対馬野生生物保護センターではツシマヤマネコの生息に必要な環境の維持・改善、ケガをしたツシマヤマネコの救護、生息状況の把握といった対馬島内での活動と合わせて、動物園と協力しながらツシマヤマネコの科学的知見の収集を行うとともに、ツシマヤマネコ野生順化ステーションを活用し将来的に野生のツシマヤマネコの個体数が維持できなくなったと判断された場合の飼育下繁殖個体の野生復帰に関する技術開発を行っています。
生息域内(対馬島内)保全活動
ツシマヤマネコが自然状態で安定して存続するためには、本種を食物連鎖の頂点とする多様な餌動物を含む生態系全体を良好な状態に保つことが必要です。
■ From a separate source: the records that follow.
//! Topic-based publish/subscribe broker
//!
//! The broker ties together three pieces:
//!
//! - [`Router`]: `(method, topic pattern)` to handler chains
//! - [`Hub`]: live subscribers per exact topic, with drop-if-full fan-out
//! - [`Broker`]: the serialized event loop that dispatches SUB, UNSUB and
//!   MSG events and runs PUB handlers for topics while they have subscribers
//!
//! # Architecture
//!
//! ```text
//!                             Broker (Arc)
//!                  ┌──────────────────────────────────┐
//!   subscribe() ──►│ event queue ──► serve loop       │
//!   message()   ──►│                   │              │
//!                  │        Router::find(method, topic)
//!                  │                   │              │
//!                  │       spawn handler (TaskTracker)│
//!                  └───────────────────┬──────────────┘
//!                                      │ PUB handler
//!                                      ▼
//!                              ctx.publish(frame)
//!                                      │
//!                                      ▼
//!                  Hub ──try_send──► [Subscription] ──► HTTP / websocket
//! ```
//!
//! # Zero-Copy Fan-out
//!
//! Frames hold their pixels and JPEG bytes behind reference counts, so a
//! published frame is shared by every subscriber rather than copied.

pub mod context;
pub mod dispatch;
pub mod hub;
pub mod router;

pub use context::Context;
pub use dispatch::{Broker, BrokerBuilder};
pub use hub::{Hub, Subscription, TopicEvent, Unsubscriber};
pub use router::{Handler, HandlerFuture, Method, Middleware, Next, Params, Route, Router};
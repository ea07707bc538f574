//! Statistics and metrics

pub mod metrics;

pub use metrics::{FpsCounter, HubStats, SubscriberCounters};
このため、本種の生息にとって良好な環境条件の維持・回復するための取組や島内での分布状況の動向の継続的把握や生息状況のモニタリングを行っています。
また、本種の生息や繁殖に悪影響を及ぼす交通事故、シカ・イノシシその他の移入種等による影響の防止、傷病個体の救護及びリハビリテーションを行っています。
域内保全活動について詳しく
飼育下での繁殖(生息域外保全活動)
ツシマヤマネコの個体数は減少傾向にあり、特に対馬南部地域の個体群は生息密度が低く、生息地における保護対策の強化だけでは、これらの地域の個体数の回復の可能性が低いと考えられることから、将来的に飼育下繁殖個体の補強や再導入による野外個体群の回復を目的とした飼育下での繁殖を行っています。
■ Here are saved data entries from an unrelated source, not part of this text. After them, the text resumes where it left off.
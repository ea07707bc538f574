//! Frames flowing through the video pipeline
//!
//! A [`Frame`] is either a decoded RGB image ([`ImageFrame`]) or a
//! JPEG-encoded buffer ([`JpegFrame`]). Both carry optional [`Metadata`] and
//! an optional terminal error. Frames are never mutated: every transform
//! returns a new frame, and the pixel/byte buffers are reference counted so
//! one published frame can feed any number of subscriber pipelines.
//!
//! ```text
//!   JpegFrame ──as_image_frame()──► ImageFrame ──with_resize_to_height()──► ImageFrame
//!       ▲                                │
//!       └──────────as_jpeg_frame()───────┘  (quality from metadata settings)
//! ```

pub mod annotation;
pub mod draw;
pub mod metadata;

use std::io::Cursor;
use std::sync::Arc;

use base64::Engine;
use bytes::Bytes;
use image::codecs::jpeg::JpegEncoder;
use image::{ImageFormat, RgbImage};

use crate::error::{Error, Result};

pub use annotation::AnnotationMetadata;
pub use metadata::{Metadata, OpChain, Operation, Settings, SourceHeaders};

/// A unit of pipeline data
#[derive(Debug, Clone)]
pub enum Frame {
    /// Decoded image
    Image(ImageFrame),
    /// JPEG-encoded bytes
    Jpeg(JpegFrame),
}

impl Frame {
    /// A frame that only carries an error.
    ///
    /// Sources publish one of these when they fail so subscribers can react.
    pub fn from_error(err: Error) -> Self {
        Frame::Image(ImageFrame {
            image: Arc::new(RgbImage::new(0, 0)),
            meta: None,
            error: Some(Arc::new(err)),
        })
    }

    /// The terminal error attached to this frame, if any
    pub fn error(&self) -> Option<&Arc<Error>> {
        match self {
            Frame::Image(f) => f.error.as_ref(),
            Frame::Jpeg(f) => f.error.as_ref(),
        }
    }

    /// Metadata attached to this frame, if any
    pub fn metadata(&self) -> Option<&Metadata> {
        match self {
            Frame::Image(f) => f.meta.as_ref(),
            Frame::Jpeg(f) => f.meta.as_ref(),
        }
    }

    /// Decode if needed; identity for image frames.
    ///
    /// A frame carrying an error yields that error.
    pub fn as_image_frame(&self) -> Result<ImageFrame> {
        match self {
            Frame::Image(f) => {
                f.check()?;
                Ok(f.clone())
            }
            Frame::Jpeg(f) => f.as_image_frame(),
        }
    }

    /// Encode if needed; identity for JPEG frames.
    ///
    /// A frame carrying an error yields that error.
    pub fn as_jpeg_frame(&self) -> Result<JpegFrame> {
        match self {
            Frame::Image(f) => f.as_jpeg_frame(),
            Frame::Jpeg(f) => {
                f.check()?;
                Ok(f.clone())
            }
        }
    }
}

impl From<ImageFrame> for Frame {
    fn from(f: ImageFrame) -> Self {
        Frame::Image(f)
    }
}

impl From<JpegFrame> for Frame {
    fn from(f: JpegFrame) -> Self {
        Frame::Jpeg(f)
    }
}

fn stream_error(err: &Option<Arc<Error>>) -> Result<()> {
    match err {
        Some(e) => Err(Error::Stream(Arc::clone(e))),
        None => Ok(()),
    }
}

/// A decoded RGB image with metadata
#[derive(Debug, Clone)]
pub struct ImageFrame {
    image: Arc<RgbImage>,
    meta: Option<Metadata>,
    error: Option<Arc<Error>>,
}

impl ImageFrame {
    /// Create a frame from an image and its metadata
    pub fn new(image: RgbImage, meta: Metadata) -> Self {
        Self {
            image: Arc::new(image),
            meta: Some(meta),
            error: None,
        }
    }

    /// Create a frame without metadata
    pub fn bare(image: RgbImage) -> Self {
        Self {
            image: Arc::new(image),
            meta: None,
            error: None,
        }
    }

    /// Black frame with a centred message, ready to encode at `quality`
    pub fn placeholder(width: u32, height: u32, message: &str, quality: i64) -> Self {
        let meta = Metadata::new(format!("render placeholder \"{message}\""))
            .with_settings(Settings::with_quality(quality));
        Self::new(draw::placeholder(width, height, message), meta)
    }

    /// The pixels
    pub fn image(&self) -> &RgbImage {
        &self.image
    }

    /// The metadata
    pub fn metadata(&self) -> Option<&Metadata> {
        self.meta.as_ref()
    }

    /// The terminal error
    pub fn error(&self) -> Option<&Arc<Error>> {
        self.error.as_ref()
    }

    fn check(&self) -> Result<()> {
        stream_error(&self.error)
    }

    fn derive(&self, image: RgbImage, op: String) -> Self {
        Self {
            image: Arc::new(image),
            meta: self.meta.as_ref().map(|m| m.with_op(op)),
            error: None,
        }
    }

    /// Copy of this frame that will encode at `quality`
    pub fn with_quality(&self, quality: i64) -> Self {
        let settings = Settings::with_quality(quality);
        let meta = match &self.meta {
            Some(m) => m.with_settings(settings),
            None => Metadata::new(Operation::nop()).with_settings(settings),
        };
        Self {
            image: Arc::clone(&self.image),
            meta: Some(meta),
            error: self.error.clone(),
        }
    }

    /// Resize to exactly `height` pixels, width scaled to keep the aspect
    /// ratio (rounded to the nearest pixel)
    pub fn with_resize_to_height(&self, height: u32) -> Result<Self> {
        self.check()?;
        let resized = draw::resize_to_height(&self.image, height)?;
        Ok(self.derive(resized, format!("resize to height {height}")))
    }

    /// Fill a `width` x `height` canvas with the color of the top-left pixel
    pub fn with_uniform_resize(&self, width: u32, height: u32) -> Result<Self> {
        self.check()?;
        if width == 0 || height == 0 || self.image.width() == 0 || self.image.height() == 0 {
            return Err(Error::InvalidDimensions { width, height });
        }
        let color = *self.image.get_pixel(0, 0);
        Ok(self.derive(
            draw::uniform(width, height, color),
            format!("resize to {width}x{height}"),
        ))
    }

    /// Pad the top by `lines` rows of text and draw `annotations` on an
    /// opaque bar
    pub fn with_annotation(&self, annotations: &str, lines: u32) -> Result<Self> {
        self.check()?;
        let mut output = draw::pad_for_annotation(&self.image, lines, 0);
        draw::annotate_top(&mut output, annotations, lines);
        Ok(self.derive(output, "annotate".to_string()))
    }

    /// JPEG-encode at the quality recorded in the metadata settings
    pub fn as_jpeg_frame(&self) -> Result<JpegFrame> {
        self.check()?;
        let meta = self.meta.as_ref().ok_or(Error::MissingMetadata)?;
        let quality = meta.settings.validated_quality()?;

        let mut buf = Vec::new();
        JpegEncoder::new_with_quality(&mut buf, quality).encode_image(self.image.as_ref())?;

        Ok(JpegFrame {
            data: Bytes::from(buf),
            meta: Some(meta.with_op(format!("encode as JPEG q={quality}"))),
            error: None,
        })
    }
}

/// JPEG-encoded bytes with metadata
#[derive(Debug, Clone)]
pub struct JpegFrame {
    data: Bytes,
    meta: Option<Metadata>,
    error: Option<Arc<Error>>,
}

impl JpegFrame {
    /// Create a frame from already-encoded bytes
    pub fn new(data: Bytes, meta: Metadata) -> Self {
        Self {
            data,
            meta: Some(meta),
            error: None,
        }
    }

    /// The encoded bytes
    pub fn data(&self) -> &Bytes {
        &self.data
    }

    /// The metadata
    pub fn metadata(&self) -> Option<&Metadata> {
        self.meta.as_ref()
    }

    /// The terminal error
    pub fn error(&self) -> Option<&Arc<Error>> {
        self.error.as_ref()
    }

    fn check(&self) -> Result<()> {
        stream_error(&self.error)
    }

    /// Decode into an RGB image frame
    pub fn as_image_frame(&self) -> Result<ImageFrame> {
        self.check()?;
        let decoded =
            image::load_from_memory_with_format(&self.data, ImageFormat::Jpeg)?.into_rgb8();
        Ok(ImageFrame {
            image: Arc::new(decoded),
            meta: self.meta.as_ref().map(|m| m.with_op("decode JPEG")),
            error: None,
        })
    }

    /// Standard base64 of the encoded bytes
    pub fn to_base64(&self) -> String {
        base64::engine::general_purpose::STANDARD.encode(&self.data)
    }

    /// Read the image dimensions from the JPEG header without decoding pixels
    pub fn dimensions(&self) -> Result<(u32, u32)> {
        let reader = image::ImageReader::with_format(Cursor::new(&self.data), ImageFormat::Jpeg);
        Ok(reader.into_dimensions()?)
    }
}

#[cfg(test)]
mod tests {
    use image::Rgb;

    use super::*;

    fn gradient(width: u32, height: u32) -> RgbImage {
        RgbImage::from_fn(width, height, |x, y| {
            Rgb([(x * 255 / width) as u8, (y * 255 / height) as u8, 128])
        })
    }

    fn source_frame(width: u32, height: u32) -> ImageFrame {
        ImageFrame::new(gradient(width, height), Metadata::new("generate gradient"))
            .with_quality(75)
    }

    #[test]
    fn test_jpeg_round_trip_keeps_dimensions() {
        let frame = source_frame(64, 48);
        let jpeg = frame.as_jpeg_frame().unwrap();
        assert_eq!(jpeg.dimensions().unwrap(), (64, 48));

        let decoded = jpeg.as_image_frame().unwrap();
        assert_eq!(decoded.image().dimensions(), (64, 48));

        let ops: Vec<String> = decoded
            .metadata()
            .unwrap()
            .operations
            .linearize()
            .iter()
            .map(|o| o.to_string())
            .collect();
        assert_eq!(
            ops,
            vec!["generate gradient", "encode as JPEG q=75", "decode JPEG"]
        );
    }

    #[test]
    fn test_encoding_is_deterministic() {
        let frame = source_frame(32, 32);
        let a = frame.as_jpeg_frame().unwrap();
        let b = frame.as_jpeg_frame().unwrap();
        assert_eq!(a.data(), b.data());
    }

    #[test]
    fn test_encode_requires_metadata_and_quality() {
        let bare = ImageFrame::bare(gradient(8, 8));
        assert!(matches!(bare.as_jpeg_frame(), Err(Error::MissingMetadata)));

        let unset = ImageFrame::new(gradient(8, 8), Metadata::new("generate"));
        assert!(matches!(unset.as_jpeg_frame(), Err(Error::InvalidQuality(0))));

        let too_high = unset.with_quality(101);
        assert!(matches!(too_high.as_jpeg_frame(), Err(Error::InvalidQuality(101))));
    }

    #[test]
    fn test_resize_to_height() {
        let frame = source_frame(100, 30);
        let resized = frame.with_resize_to_height(50).unwrap();
        assert_eq!(resized.image().dimensions(), (167, 50));
        assert_eq!(
            resized.metadata().unwrap().operations.last().map(Operation::as_str),
            Some("resize to height 50")
        );

        // Input untouched
        assert_eq!(frame.image().dimensions(), (100, 30));
        assert_eq!(frame.metadata().unwrap().operations.len(), 1);
    }

    #[test]
    fn test_annotation_pads_top() {
        let frame = source_frame(320, 240);
        let annotated = frame.with_annotation("[320x240]", 1).unwrap();
        assert_eq!(
            annotated.image().dimensions(),
            (320, 240 + draw::annotation_height(1))
        );
        assert_eq!(frame.image().dimensions(), (320, 240));
        // Settings survive the transform so the result can still be encoded
        assert!(annotated.as_jpeg_frame().is_ok());
    }

    #[test]
    fn test_error_frames_propagate() {
        let frame = Frame::from_error(Error::handler("upstream gone"));
        assert!(frame.error().is_some());
        assert!(matches!(frame.as_image_frame(), Err(Error::Stream(_))));
        assert!(matches!(frame.as_jpeg_frame(), Err(Error::Stream(_))));
    }

    #[test]
    fn test_frame_conversions() {
        let image: Frame = source_frame(16, 16).into();
        let jpeg: Frame = image.as_jpeg_frame().unwrap().into();

        // Identity on the already-encoded variant shares the buffer
        let again = jpeg.as_jpeg_frame().unwrap();
        if let Frame::Jpeg(original) = &jpeg {
            assert_eq!(original.data().as_ptr(), again.data().as_ptr());
        }
        assert_eq!(jpeg.as_image_frame().unwrap().image().dimensions(), (16, 16));
    }

    #[test]
    fn test_corrupt_jpeg_is_an_error() {
        let frame = JpegFrame::new(Bytes::from_static(b"not a jpeg"), Metadata::new("receive"));
        assert!(matches!(frame.as_image_frame(), Err(Error::Image(_))));
    }

    #[test]
    fn test_base64() {
        let frame = JpegFrame::new(Bytes::from_static(&[0xff, 0xd8, 0xff]), Metadata::new("x"));
        assert_eq!(frame.to_base64(), "/9j/");
    }

    #[test]
    fn test_placeholder_encodes() {
        let frame = ImageFrame::placeholder(320, 240, "loading stream...", 80);
        let jpeg = frame.as_jpeg_frame().unwrap();
        assert_eq!(jpeg.dimensions().unwrap(), (320, 240));
    }

    #[test]
    fn test_uniform_resize() {
        let mut image = RgbImage::new(2, 2);
        image.put_pixel(0, 0, Rgb([10, 20, 30]));
        let frame = ImageFrame::new(image, Metadata::new("generate")).with_quality(20);

        let filled = frame.with_uniform_resize(8, 6).unwrap();
        assert_eq!(filled.image().dimensions(), (8, 6));
        assert!(filled.image().pixels().all(|p| *p == Rgb([10, 20, 30])));
        let last = filled.metadata().unwrap().operations.last().unwrap().as_str().to_string();
        assert_eq!(last, "resize to 8x6");

        assert!(matches!(
            frame.with_uniform_resize(0, 6),
            Err(Error::InvalidDimensions { .. })
        ));
    }
}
また、併せて、伝染性の疾病の侵入、流行等による野外個体群の急激な減少に備えるため、飼育下での個体の集団の維持・充実を図っています。
域外保全活動について詳しく
飼育繁殖個体の再導入を含む野外個体群の回復
野外個体群の減少が著しい地域について、生息環境の改善・回復を図るとともに、飼育下のツシマヤマネコ集団の維持の目途が立った段階で、必要に応じ飼育繁殖個体を補強や再導入することにより、野外個体群の回復を図ることを念頭に、ツシマヤマネコの野生復帰のための技術(訓練の内容、能力の評価の仕方など)開発等を行っています。
野生復帰に向けた取り組みについて詳しく
その他
関係機関と連携したツシマヤネコと共生する地域社会づくり、普及啓発の推進、効果的な取組の推進のための連携の確保等の取組を行っています。